I want to append a string on the every line from the grep result.
For example, this command will return several lines:
ls -a | grep "filename"
For example:
filename1
filename2
filename3
filename4
How can I append a string test
on each return line using a single command? So that I get this output:
test filename1
test filename2
test filename3
test filename4
If you want to find exact matches for multiple patterns, pass the -w flag to the grep command. As you can see, the results are different. The first command shows all lines with the strings you used. The second command shows how to grep exact matches for multiple strings.
To search multiple files with the grep command, insert the filenames you want to search, separated with a space character. The terminal prints the name of every file that contains the matching lines, and the actual lines that include the required string of characters. You can append as many filenames as needed.

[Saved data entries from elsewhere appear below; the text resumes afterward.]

//! Torrent state sweep.
//!
//! Diffs the daemon's torrent list against tracked links, writes the new
//! statuses and hands freshly completed catalog downloads to the transfer
//! engine. Every link is handled on its own: a failure is logged and the
//! sweep moves on.

use std::collections::HashMap;
use std::path::{Path, PathBuf};
use std::sync::Arc;
use std::time::Duration;

use tracing::{debug, info, warn};

use crate::metrics;
use crate::store::{
    CatalogEntryPatch, CatalogStatus, DownloadStatus, DownloadUrl, DownloadUrlUpdate,
    RecordStore, StoreError,
};
use crate::torrent_client::{TorrentClient, TorrentInfo, TorrentState};
use crate::transfer::TransferEngine;

use super::config::DownloadsConfig;
use super::submission::advance_catalog_entries;
use super::types::{OrchestratorError, SweepReport};

/// Map a daemon torrent to the local link status. `None` keeps the current one.
pub fn map_torrent_status(torrent: &TorrentInfo) -> Option<DownloadStatus> {
    if torrent.is_complete() {
        return Some(DownloadStatus::Downloaded);
    }
    match torrent.state {
        TorrentState::Downloading
        | TorrentState::Stalled
        | TorrentState::Queued
        | TorrentState::Seeding => Some(DownloadStatus::Downloading),
        TorrentState::Paused => Some(DownloadStatus::Paused),
        TorrentState::Checking => Some(DownloadStatus::Checking),
        TorrentState::Error => Some(DownloadStatus::Error),
        TorrentState::Unknown => None,
    }
}

pub struct TorrentSweeper {
    store: Arc<dyn RecordStore>,
    torrent_client: Option<Arc<dyn TorrentClient>>,
    transfer: Option<Arc<TransferEngine>>,
    downloads: DownloadsConfig,
    item_delay: Duration,
}

impl TorrentSweeper {
    pub fn new(
        store: Arc<dyn RecordStore>,
        torrent_client: Option<Arc<dyn TorrentClient>>,
        downloads: DownloadsConfig,
    ) -> Self {
        Self {
            store,
            torrent_client,
            transfer: None,
            downloads,
            item_delay: Duration::ZERO,
        }
    }

    /// Completed catalog downloads are only transferred when an engine is set.
    pub fn with_transfer_engine(mut self, engine: Arc<TransferEngine>) -> Self {
        self.transfer = Some(engine);
        self
    }

    pub fn with_item_delay(mut self, delay: Duration) -> Self {
        self.item_delay = delay;
        self
    }

    pub async fn sweep(&self) -> Result<SweepReport, OrchestratorError> {
        let client = self
            .torrent_client
            .as_ref()
            .ok_or(OrchestratorError::NoActiveDaemon)?;

        let links = self
            .store
            .list_download_urls_by_status(&DownloadStatus::TRACKED)?;
        let mut report = SweepReport {
            tracked: links.len(),
            ..Default::default()
        };
        if links.is_empty() {
            return Ok(report);
        }

        let torrents: HashMap<String, TorrentInfo> = client
            .list_torrents()
            .await?
            .into_iter()
            .map(|t| (t.hash.to_lowercase(), t))
            .collect();
        debug!(tracked = links.len(), torrents = torrents.len(), "Sweeping torrents");

        for (idx, link) in links.iter().enumerate() {
            if idx > 0 && !self.item_delay.is_zero() {
                tokio::time::sleep(self.item_delay).await;
            }
            self.sweep_link(link, torrents.get(&link.hash.to_lowercase()), &mut report)
                .await;
        }

        info!(
            tracked = report.tracked,
            transitions = report.transitions,
            regressed = report.regressed,
            completed = report.completed,
            transfers_failed = report.transfers_failed,
            "Torrent sweep finished"
        );
        Ok(report)
    }

    async fn sweep_link(
        &self,
        link: &DownloadUrl,
        torrent: Option<&TorrentInfo>,
        report: &mut SweepReport,
    ) {
        let next = match torrent {
            None => DownloadStatus::Undownload,
            Some(t) => match map_torrent_status(t) {
                Some(status) => status,
                None => return,
            },
        };
        if next == link.status {
            return;
        }

        match self
            .store
            .update_download_url_status(&link.id, link.version, DownloadUrlUpdate::status(next))
        {
            Ok(_) => {}
            Err(StoreError::Conflict { .. }) => {
                warn!(link_id = %link.id, "Link changed concurrently, leaving it for the next sweep");
                report.conflicts += 1;
                return;
            }
            Err(e) => {
                warn!(link_id = %link.id, error = %e, "Failed to update link status");
                return;
            }
        }

        debug!(
            link_id = %link.id,
            hash = %link.hash,
            from = link.status.as_str(),
            to = next.as_str(),
            "Link status changed"
        );
        metrics::SWEEP_TRANSITIONS
            .with_label_values(&[next.as_str()])
            .inc();
        report.transitions += 1;

        if !link.is_catalog_linked() {
            return;
        }

        match next {
            DownloadStatus::Undownload => {
                info!(link_id = %link.id, hash = %link.hash, "Torrent gone from daemon, link reset");
                report.regressed += 1;
                self.regress_catalog_entries(&link.linked_catalog_entry_ids);
            }
            DownloadStatus::Downloading => {
                advance_catalog_entries(
                    self.store.as_ref(),
                    &link.linked_catalog_entry_ids,
                    CatalogStatus::Downloading,
                );
            }
            DownloadStatus::Downloaded => {
                report.completed += 1;
                advance_catalog_entries(
                    self.store.as_ref(),
                    &link.linked_catalog_entry_ids,
                    CatalogStatus::Downloaded,
                );
                if let Some(torrent) = torrent {
                    self.transfer_completed(link, torrent, report).await;
                }
            }
            _ => {}
        }
    }

    /// Entries already filed into the library keep their status.
    fn regress_catalog_entries(&self, entry_ids: &[String]) {
        for id in entry_ids {
            match self.store.get_catalog_entry(id) {
                Ok(Some(entry)) => {
                    if matches!(
                        entry.status,
                        CatalogStatus::Transfered | CatalogStatus::Added | CatalogStatus::Undownload
                    ) {
                        continue;
                    }
                    if let Err(e) = self
                        .store
                        .update_catalog_entry(id, CatalogEntryPatch::status(CatalogStatus::Undownload))
                    {
                        warn!(catalog_entry = %id, error = %e, "Failed to regress catalog entry");
                    }
                }
                Ok(None) => {}
                Err(e) => warn!(catalog_entry = %id, error = %e, "Catalog lookup failed"),
            }
        }
    }

    async fn transfer_completed(
        &self,
        link: &DownloadUrl,
        torrent: &TorrentInfo,
        report: &mut SweepReport,
    ) {
        let Some(engine) = &self.transfer else {
            debug!(link_id = %link.id, "No transfer engine configured, skipping transfer");
            return;
        };
        let Some(daemon_path) = torrent.local_content_path() else {
            warn!(link_id = %link.id, hash = %link.hash, "Daemon reported no content path");
            report.transfers_failed += 1;
            return;
        };
        let Some(code) = self.link_code(link) else {
            warn!(link_id = %link.id, "No catalog code for completed link");
            report.transfers_failed += 1;
            return;
        };

        let root = self.downloads.local_path(daemon_path);
        let videos = match find_videos(&root, &self.downloads).await {
            Ok(videos) => videos,
            Err(e) => {
                warn!(link_id = %link.id, path = %root.display(), error = %e, "Failed to list downloaded files");
                report.transfers_failed += 1;
                return;
            }
        };
        if videos.is_empty() {
            warn!(link_id = %link.id, path = %root.display(), "No video files in completed download");
            return;
        }

        for video in &videos {
            match engine.transfer(video, &code).await {
                Ok(outcome) => {
                    debug!(link_id = %link.id, destination = %outcome.destination.display(), "Transferred");
                    report.transfers_succeeded += 1;
                }
                Err(e) => {
                    warn!(link_id = %link.id, file = %video.display(), error = %e, "Transfer failed");
                    report.transfers_failed += 1;
                }
            }
        }
    }

    /// Code of the first linked catalog entry, else the document's code.
    fn link_code(&self, link: &DownloadUrl) -> Option<String> {
        for id in &link.linked_catalog_entry_ids {
            if let Ok(Some(entry)) = self.store.get_catalog_entry(id) {
                return Some(entry.code);
            }
        }
        self.store
            .get_document(&link.document_id)
            .ok()
            .flatten()
            .and_then(|doc| doc.catalog_code)
    }
}

/// Video files under `root` (or `root` itself), sorted by path.
pub async fn find_videos(root: &Path, downloads: &DownloadsConfig) -> std::io::Result<Vec<PathBuf>> {
    let mut videos = Vec::new();
    let mut pending = vec![root.to_path_buf()];

    while let Some(path) = pending.pop() {
        let meta = tokio::fs::metadata(&path).await?;
        if meta.is_dir() {
            let mut entries = tokio::fs::read_dir(&path).await?;
            while let Some(entry) = entries.next_entry().await? {
                pending.push(entry.path());
            }
        } else if meta.is_file()
            && downloads.is_video(&path)
            && !downloads.is_excluded(&path)
            && meta.len() >= downloads.min_video_size_bytes
        {
            videos.push(path);
        }
    }

    videos.sort();
    Ok(videos)
}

If you wish to append the output at the end of the file, use >> rather than > as the redirection operator. What this actually does is to start cat and grep concurrently. cat will read from q1. txt and try to write it to its standard output, which is connected to the standard input of grep .
You can do this:
ls -a | grep "filename" | perl -ne 'print "test $_"'
An alternative is to use sed (which is specifically a Stream EDitor):
ls -a | grep "filename" | sed 's/^/test /'
or
ls -a *filename* | sed 's/^/test /'
or even
ls -a | sed '/filename/bx;d;:x;s/^/test /'
If you love us? You can donate to us via Paypal or buy me a coffee so we can maintain and grow! Thank you!